[CR]Re: Parting out bikes, greed, capitalism...

Example: Racing:Beryl Burton

Date: Mon, 16 Jul 2007 08:28:18 -0700 (PDT)
From: Fred Rednor <fred_rednor@yahoo.com>
To: classicrendezvous@bikelist.org
In-Reply-To: <a06230938c2c122baef20@[]>
Subject: [CR]Re: Parting out bikes, greed, capitalism...

> > That Herse on the other hand... whole different deal.
> > That bike, once parted out, is probably destined never
> > to be anything near correct again.
> > Someone will buy the frame/fork (maybe) and the buyer
> > will surely realize at some point that it will be
> > uneconomic or impossible to properly refit it as
> > it was. Will the buyer at that point abandon the project
> > entirely or simply complete it with the wrong pieces?
> > Those look to me like the only realistic alternatives.
> > That Herse in its original conception and iteration is
> > probably irretrievably gone forever either way once the
> > boxes are sent out.
> The problem here is the demand for parts to hang on modern
> 'Toei et al.' bikes, which make the parts worth much more
> than the whole. If the whole, complete bike was worth as
> much as the sum of the parts plus some, then it would make
> sense for Grant Handley to sell the
> complete bike, or at least a "kit" with all the hard-to-find
> bits that belong together in one auction.
> But as they say, the market has spoken, and "it" has
> decided that a new Toei is worth much more than an old
> Herse with original parts.

In some ways, Jan's final point - while true - makes me somewhat sad. Then again, if one is an admirer of this type of bicycle, you might have to wait a lifetime to find one in your frame size. And considering that these bikes had bespoke frames, built for a specific person's physique, an example that truly fits a prospective second-hand buyer might never appear.
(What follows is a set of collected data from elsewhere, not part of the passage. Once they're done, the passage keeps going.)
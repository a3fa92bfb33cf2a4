//! Prompt templates.

pub const PLAN_SYSTEM_PROMPT: &str = "You are an expert Technical Program Manager.";
pub const REPORT_SYSTEM_PROMPT: &str = "You are a helpful Technical Program Manager assistant.";

pub const AGENT_SYSTEM_PROMPT: &str = "You are Mira, an AI assistant for Technical Program Managers.

You help with project documents, live task boards, project plans and weekly status reports.

Tools:
- search_project_documents: use it FIRST for any question about requirements, scope, timeline, milestones, owners or other project details, and cite the source document names in your answer.
- fetch_trello_board: use it to check live task status on a Trello board.
- generate_project_plan: use it when the user asks for a project plan, execution plan or roadmap.
- generate_status_report: use it when the user asks for a status report or weekly update; it needs a board ID or URL.

If a tool reports a problem (missing documents, missing credentials, an upstream error), explain it plainly and tell the user what to do next.
Be concise and professional.";

/// Prompt for a project plan over extracted document text.
pub fn project_plan_prompt(documents_text: &str) -> String {
    format!(
        r#"
You are Mira, an AI assistant for Technical Program Managers.

Context: You have been provided with the project's documentation.

Your task: Generate a comprehensive project plan based on the provided documents.

Documents provided:
{documents_text}

Generate a detailed project plan with the following sections:
1. Executive Summary
2. Project Overview
3. Goals and Success Metrics
4. Timeline and Phases
5. Team Structure and Roles
6. Risk Assessment and Mitigation
7. Resource Requirements
8. Deliverables
9. Next Steps

Format: Use markdown with clear headers and bullet points.
Tone: Professional, clear, actionable.
Length: Comprehensive but concise (aim for 2-3 pages).
"#
    )
}

/// Prompt for a weekly status report. `date` is `YYYY-MM-DD`.
pub fn status_report_prompt(board_text: &str, date: &str) -> String {
    format!(
        r#"
You are Mira, an AI assistant generating weekly project status reports.

Report date: {date}

Context: You have access to the current state of the project's Trello board.

Board Data:
{board_text}

Generate a weekly status report dated {date} with these sections:
1. Executive Summary (2-3 sentences)
2. Progress This Week
   - Completed Tasks
   - In Progress Tasks
3. Blockers and Risks
   - Active Blockers
   - Upcoming Risks
4. Next Week Priorities
5. Team Health and Notes

Format: Professional email-ready markdown
Tone: Clear, concise, executive-friendly
Highlight: RED flags for blockers, GREEN for wins
"#
    )
}

#[cfg(test)]
mod tests {
    use super::*;

    #[test]
    fn plan_prompt_has_nine_sections() {
        let prompt = project_plan_prompt("--- Content from prd.txt ---\nScope");
        assert!(prompt.contains("--- Content from prd.txt ---\nScope"));
        assert!(prompt.contains("1. Executive Summary"));
        assert!(prompt.contains("9. Next Steps"));
    }

    #[test]
    fn report_prompt_is_dated() {
        let prompt = status_report_prompt("## Done\n- Task B", "2025-01-06");
        assert!(prompt.contains("Report date: 2025-01-06"));
        assert!(prompt.contains("## Done\n- Task B"));
        assert!(prompt.contains("5. Team Health and Notes"));
    }
}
Next, there are the shipping costs, which have become exorbitant for a frame. Finally, you have to consider the cost of restoration. Many of these old Herse and Singer bikes seem not to have been treated, over the years, with the level of care they deserve. In any event, if you were in Japan, where would you bring the frame for restoration? To Toei? In that case, from an economic standpoint, it might be better to have Toei build a frame to your measurements and use the old French derailleurs, stem, brakes, mud guards, lights, etc. Cheers, Fred Rednor - Arlington, Virginia (USA)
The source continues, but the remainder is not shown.